Practical guidance: how to evaluate or pilot this stack​

  • Inventory and classify sensitive datasets and tag them in IDMC before enabling MCP access. Ensure MDM records are complete for identity resolution.
  • Run a narrow pilot with a low‑risk recipe (for example, internal document retrieval or a claims‑triage assistant) and instrument: hallucination rate, provenance inclusion, response latency and cost per request.
  • Configure per‑run auth tokens and runtime approvals for MCP calls; validate that credentials are ephemeral and logs are immutable. Microsoft Foundry docs describe tool approval flows and Entra integration.
  • Test OneLake/Iceberg virtualization and measure query performance and metadata sync behavior in a sandbox before migrating production workloads. Microsoft Learn covers limitations and preview caveats for Iceberg virtualization.
  • Define SLOs and on‑call runbooks for agent misbehavior and data exfiltration scenarios, and require pre‑deployment threat models for agents that will access regulated data.

Competitive and ecosystem implications​

This integration is a visible example of a broader market pattern: hyperscalers and leading data‑management vendors are trying to make GenAI safe, auditable and operational by design.

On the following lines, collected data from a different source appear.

//! Line-oriented console session owning one match

use std::io::{BufRead, Write};
use std::path::PathBuf;

use chrono::Utc;
use tracing::{debug, error, info, warn};

use crate::config::Config;
use crate::export::{self, summary, MatchSnapshot};
use crate::scoring::{
    ApplyOutcome, DeciderKind, FormatConfig, MatchController, MatchInfo, Player, PointEvent,
};

use super::command::{Command, StatsView, HELP};
use super::scoreboard::Scoreboard;

/// Whether the session keeps reading commands
#[derive(Debug, Clone, Copy, PartialEq, Eq)]
pub enum Flow {
    Continue,
    Quit,
}

/// Console session: parses commands, drives the controller, prints views
pub struct Session<W: Write> {
    controller: MatchController,
    export_dir: PathBuf,
    out: W,
}

impl<W: Write> Session<W> {
    pub fn new(config: &Config, out: W) -> Self {
        let [player1, player2] = &config.player_names;
        let info = MatchInfo::new(player1.as_str(), player2.as_str(), config.location.as_str());
        let controller = MatchController::new(info, FormatConfig::for_preset(config.format), config.first_server);
        Self {
            controller,
            export_dir: config.export_dir.clone(),
            out,
        }
    }

    pub fn controller(&self) -> &MatchController {
        &self.controller
    }

    /// Read commands until `quit` or end of input
    pub fn run<R: BufRead>(&mut self, input: R) -> anyhow::Result<()> {
        let state = self.controller.state();
        let intro = format!(
            "{} vs {}  ({})\nType `help` for commands.\n",
            state.info.name(Player::One),
            state.info.name(Player::Two),
            describe_format(&state.format)
        );
        writeln!(self.out, "{intro}")?;
        self.print_scoreboard()?;

        for line in input.lines() {
            let line = line?;
            if line.trim().is_empty() {
                continue;
            }
            match line.parse::<Command>() {
                Ok(command) => {
                    if self.handle(command)? == Flow::Quit {
                        break;
                    }
                }
                Err(e) => {
                    debug!(input = %line, error = %e, "Rejected command");
                    writeln!(self.out, "{e}")?;
                }
            }
        }

        info!(match_id = %self.controller.state().info.id, "Session closed");
        Ok(())
    }

    /// Execute one command
    pub fn handle(&mut self, command: Command) -> anyhow::Result<Flow> {
        match command {
            Command::Point(event) => self.record_point(&event)?,
            Command::Begin => match self.controller.begin_point() {
                Ok(()) => {
                    let server = self.name(self.controller.server());
                    writeln!(self.out, "Point open, {server} serving.")?;
                }
                Err(e) => writeln!(self.out, "{e}")?,
            },
            Command::Undo => {
                if self.controller.undo() {
                    let left = self.controller.history_len();
                    writeln!(self.out, "Undid last point ({left} more can be undone).")?;
                    self.print_scoreboard()?;
                } else {
                    writeln!(self.out, "Nothing to undo.")?;
                }
            }
            Command::Stats(view) => self.print_stats(view)?,
            Command::Log => self.print_log()?,
            Command::Server(player) => match self.controller.choose_decider_server(player) {
                Ok(()) => {
                    let name = self.name(player);
                    writeln!(self.out, "{name} serves first in the match tiebreak.")?;
                    self.print_scoreboard()?;
                }
                Err(e) => writeln!(self.out, "{e}")?,
            },
            Command::Export => self.export()?,
            Command::End => {
                if self.controller.state().is_finished() {
                    writeln!(self.out, "The match is already over.")?;
                } else {
                    self.controller.end_match();
                    writeln!(self.out, "Match ended.")?;
                    self.print_result()?;
                }
            }
            Command::Help => writeln!(self.out, "{HELP}")?,
            Command::Quit => {
                if !self.controller.state().is_finished() {
                    warn!(
                        match_id = %self.controller.state().info.id,
                        points = self.controller.state().log.len(),
                        "Leaving an unfinished match"
                    );
                }
                writeln!(self.out, "Goodbye.")?;
                return Ok(Flow::Quit);
            }
        }
        Ok(Flow::Continue)
    }

    fn name(&self, player: Player) -> String {
        self.controller.state().info.name(player).to_string()
    }

    fn record_point(&mut self, event: &PointEvent) -> anyhow::Result<()> {
        let result = if self.controller.point_in_progress() {
            self.controller.commit_point(event)
        } else {
            self.controller.apply_point(event)
        };
        let outcome = match result {
            Ok(outcome) => outcome,
            Err(e) => {
                writeln!(self.out, "{e}")?;
                return Ok(());
            }
        };

        self.print_outcome(&outcome)?;
        if outcome.match_over {
            self.print_result()?;
        } else {
            self.print_scoreboard()?;
        }
        Ok(())
    }

    fn print_outcome(&mut self, outcome: &ApplyOutcome) -> anyhow::Result<()> {
        let entry = &outcome.entry;
        let update = &outcome.update;
        let names = self.controller.state().info.player_names.clone();
        let name = |p: Player| names[p.index()].as_str();

        writeln!(self.out, "Point {}: {}", name(entry.winner), entry.description)?;
        if entry.significance.match_point {
            writeln!(self.out, "(was match point)")?;
        } else if entry.significance.set_point {
            writeln!(self.out, "(was set point)")?;
        } else if entry.significance.break_point {
            writeln!(self.out, "(was break point)")?;
        }

        if let Some(player) = update.game_won {
            writeln!(self.out, "Game {}.", name(player))?;
        }
        if let Some((set_index, player)) = update.set_closed {
            let games = self
                .controller
                .state()
                .score
                .sets
                .get(set_index)
                .map(summary::set_score)
                .unwrap_or_default();
            writeln!(self.out, "Set {} to {} ({games}).", set_index + 1, name(player))?;
        }
        if update.set_tiebreak_started {
            writeln!(self.out, "Tiebreak.")?;
        }
        if update.match_tiebreak_started {
            let server = self.name(self.controller.server());
            writeln!(
                self.out,
                "Match tiebreak. {server} serves first unless changed with `server 1|2`."
            )?;
        }
        if update.change_ends {
            writeln!(self.out, "--- Change ends ---")?;
        }
        Ok(())
    }

    fn print_scoreboard(&mut self) -> anyhow::Result<()> {
        let board = Scoreboard::new(self.controller.state(), Utc::now()).to_string();
        writeln!(self.out, "{board}")?;
        Ok(())
    }

    fn print_result(&mut self) -> anyhow::Result<()> {
        let state = self.controller.state();
        let mut text = String::new();
        match state.winner() {
            Some(winner) => {
                text.push_str(&format!(
                    "Match finished! {} wins {}-{}.\n",
                    state.info.name(winner),
                    state.score.sets_won[winner.index()],
                    state.score.sets_won[winner.opponent().index()]
                ));
            }
            None => text.push_str("Final score so far:\n"),
        }
        for (i, set) in state.score.sets.iter().enumerate() {
            text.push_str(&format!("  Set {}: {}\n", i + 1, summary::set_score(set)));
        }
        text.push_str("Use `stats`, `log` or `export`, then `quit`.");
        writeln!(self.out, "{text}")?;
        Ok(())
    }

    fn print_stats(&mut self, view: StatsView) -> anyhow::Result<()> {
        let state = self.controller.state();
        let names = [state.info.name(Player::One), state.info.name(Player::Two)];
        let text = match view {
            StatsView::Match => {
                summary::side_by_side(names, [state.stats(Player::One), state.stats(Player::Two)])
            }
            StatsView::Player(player) => summary::stats_block(
                &format!("{} (Match Totals)", names[player.index()]),
                state.stats(player),
            ),
            StatsView::Set(set_index) => {
                match (state.set_stats(set_index, Player::One), state.set_stats(set_index, Player::Two)) {
                    (Some(one), Some(two)) => format!(
                        "Set {}\n{}",
                        set_index + 1,
                        summary::side_by_side(names, [one, two])
                    ),
                    _ => format!("No stats for set {} yet.", set_index + 1),
                }
            }
        };
        writeln!(self.out, "{text}")?;
        Ok(())
    }

    fn print_log(&mut self) -> anyhow::Result<()> {
        let state = self.controller.state();
        if state.log.is_empty() {
            writeln!(self.out, "No points recorded yet.")?;
            return Ok(());
        }
        let names = [state.info.name(Player::One), state.info.name(Player::Two)];
        let mut text = String::from(summary::LOG_HEADER);
        for entry in &state.log {
            text.push('\n');
            text.push_str(&summary::log_line(entry, names));
        }
        writeln!(self.out, "{text}")?;
        Ok(())
    }

    fn export(&mut self) -> anyhow::Result<()> {
        let snapshot = MatchSnapshot::capture(self.controller.state());
        match export::export_all(&snapshot, &self.export_dir) {
            Ok(paths) => {
                writeln!(self.out, "Saved:")?;
                for path in paths {
                    writeln!(self.out, "  {}", path.display())?;
                }
            }
            Err(e) => {
                error!(error = %e, dir = %self.export_dir.display(), "Export failed");
                writeln!(self.out, "Export failed: {e}")?;
            }
        }
        Ok(())
    }
}

fn describe_format(format: &FormatConfig) -> String {
    let mut text = format!(
        "best of {} sets to {}, tiebreak at {}-{}",
        format.best_of_sets, format.games_to_win_set, format.tiebreak_at_games, format.tiebreak_at_games
    );
    if format.decider == DeciderKind::MatchTiebreak10 {
        text.push_str(&format!(", deciding tiebreak to {}", format.decider_tiebreak_points));
    }
    text
}

#[cfg(test)]
mod tests {
    use super::*;
    use crate::config::LogFormat;
    use crate::scoring::FormatPreset;

    fn config(export_dir: PathBuf) -> Config {
        Config {
            log_level: "info".to_string(),
            log_format: LogFormat::Text,
            player_names: ["Ann".to_string(), "Bo".to_string()],
            location: "Court 1".to_string(),
            format: FormatPreset::BestOfThree,
            first_server: Player::One,
            export_dir,
        }
    }

    fn run(script: &str) -> (Session<Vec<u8>>, String) {
        let mut session = Session::new(&config(PathBuf::from(".")), Vec::new());
        session.run(script.as_bytes()).unwrap();
        let text = String::from_utf8(session.out.clone()).unwrap();
        (session, text)
    }

    #[test]
    fn records_points_and_announces_game() {
        let (session, text) = run("p ace1\np 1st rue\np sw2\np 1st w1 net=1\nquit\n");
        let state = session.controller().state();
        assert_eq!(state.log.len(), 4);
        assert_eq!(state.score.current_set().games, [1, 0]);
        assert!(text.contains("Point Ann: Ace (1st)."));
        assert!(text.contains("Game Ann."));
        assert!(text.contains("--- Change ends ---"));
        assert!(text.ends_with("Goodbye.\n"));
    }

    #[test]
    fn bad_lines_do_not_stop_the_session() {
        let (session, text) = run("p 3rd w1\nfly\n\np df1\n");
        assert_eq!(session.controller().state().log.len(), 1);
        assert!(text.contains("Invalid serve: \"3rd\""));
        assert!(text.contains("Unknown command: fly"));
        assert!(text.contains("Point Bo: 1st fault -> double fault."));
    }

    #[test]
    fn begin_then_undo_drops_previous_point() {
        let (session, text) = run("p ace1\np ace1\nbegin\nundo\n");
        let ctl = session.controller();
        assert_eq!(ctl.state().log.len(), 1);
        assert!(!ctl.point_in_progress());
        assert!(text.contains("Point open, Ann serving."));
        assert!(text.contains("Undid last point (1 more can be undone)."));
    }

    #[test]
    fn end_blocks_points_and_undo() {
        let (session, text) = run("p ace1\nend\np ace1\nundo\nend\n");
        assert_eq!(session.controller().state().log.len(), 1);
        assert!(text.contains("Match ended."));
        assert!(text.contains("The match is over"));
        assert!(text.contains("Nothing to undo."));
        assert!(text.contains("The match is already over."));
    }

    #[test]
    fn stats_and_log_views() {
        let (_, text) = run("p ace1\nstats\nstats p2\nstats set 2\nlog\n");
        assert!(text.contains("Aces (1st/2nd): 1 (1 / 0)"));
        assert!(text.contains("Bo (Match Totals)"));
        assert!(text.contains("No stats for set 2 yet."));
        assert!(text.contains(summary::LOG_HEADER));
        assert!(text.contains("1 | 1 | 1 | N | Ann | 1st | Ann |"));
    }

    #[test]
    fn decider_server_outside_match_tiebreak_is_refused() {
        let (_, text) = run("server 2\n");
        assert!(text.contains("The deciding tiebreak server can only be chosen"));
    }

    #[test]
    fn export_writes_files() {
        let dir = tempfile::tempdir().unwrap();
        let mut session = Session::new(&config(dir.path().to_path_buf()), Vec::new());
        session.run("p ace1\nexport\n".as_bytes()).unwrap();
        let text = String::from_utf8(session.out).unwrap();
        assert!(text.contains("Saved:"));
        let written = std::fs::read_dir(dir.path()).unwrap().count();
        assert_eq!(written, 5);
    }
}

Microsoft’s Foundry is positioning itself as the enterprise agent runtime, while data fabric players like Informatica aim to supply the governed data layer that agents must trust. Both sides benefit: Foundry gets deeper enterprise data connectivity; Informatica gains a clear path into agentic application stacks.
The adoption of MCP as a standard is a positive for interoperability but also creates centralization points that vendors and customers must secure. The larger vendor ecosystem — model providers, observability platforms, identity and secrets managers — must coordinate to make these agent systems robust at scale. Independent third‑party vetting, professional services and systems integrators will remain critical in early production deployments.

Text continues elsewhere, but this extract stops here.